Don Sabas carraspeó. Sostenía el paraguas con la mano izquierda, el mango casi a la altura de la cabeza pues era más bajo que el coronel. Los hombres empezaron a conversar cuando el cortejo abandonó la plaza. Don Sabas volvió entonces hacia el coronel su rostro desconsolado, y dijo:

—Compadre, qué hay del gallo.

—Ahí está el gallo —respondió el coronel.

En ese instante se oyó un grito:

—¿Adónde van con ese muerto?

El coronel levantó la vista. Vio al alcalde en el balcón del cuartel en una actitud discursiva. Estaba en calzoncillos y franela, hinchada la mejilla sin afeitar. Los músicos suspendieron la marcha fúnebre. Un momento después el coronel reconoció la voz del padre Ángel conversando a gritos con el alcalde. Descifró el diálogo a través de la crepitación de la lluvia sobre los paraguas.

—¿Entonces? —preguntó don Sabas.

—Entonces nada —respondió el coronel—. Que el entierro no puede pasar frente al cuartel de la policía.

—Se me había olvidado —exclamó don Sabas—. Siempre se me olvida que estamos en estado de sitio.

—Pero esto no es una insurrección —dijo el coronel—. Es un pobre músico muerto.

El cortejo cambió de sentido. En los barrios bajos las mujeres lo vieron pasar mordiéndose las uñas en silencio. Pero después salieron al medio de la calle y lanzaron gritos de alabanzas, de gratitud y despedida, como si creyeran que el muerto las escuchaba dentro del ataúd. El coronel se sintió mal en el cementerio. Cuando don Sabas lo empujó hacia la pared para dar paso a los hombres que transportaban al muerto, volvió su cara sonriente hacia él, pero se encontró con un rostro duro.

—Qué le pasa, compadre —preguntó.

El coronel suspiró.

—Es octubre, compadre.

Regresaron por la misma calle. Había escampado.

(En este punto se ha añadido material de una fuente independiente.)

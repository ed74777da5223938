pub mod infrastructure;
pub mod progress_reporter;
pub mod progress_schedule;
pub mod transcribe_video_use_case;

El cielo se hizo profundo, de un azul intenso. «Ya no llueve más», pensó el coronel, y se sintió mejor, pero continuó absorto. Don Sabas lo interrumpió.

—Compadre, hágase ver del médico.

—No estoy enfermo —dijo el coronel—. Lo que pasa es que en octubre siento como si tuviera animales en las tripas. «Ah», hizo don Sabas. Y se despidió en la puerta de su casa, un edificio nuevo, de dos pisos, con ventanas de hierro forjado. El coronel se dirigió a la suya desesperado por abandonar el traje de ceremonias. Volvió a salir un momento después a comprar en la tienda de la esquina un tarro de café y media libra de maíz para el gallo.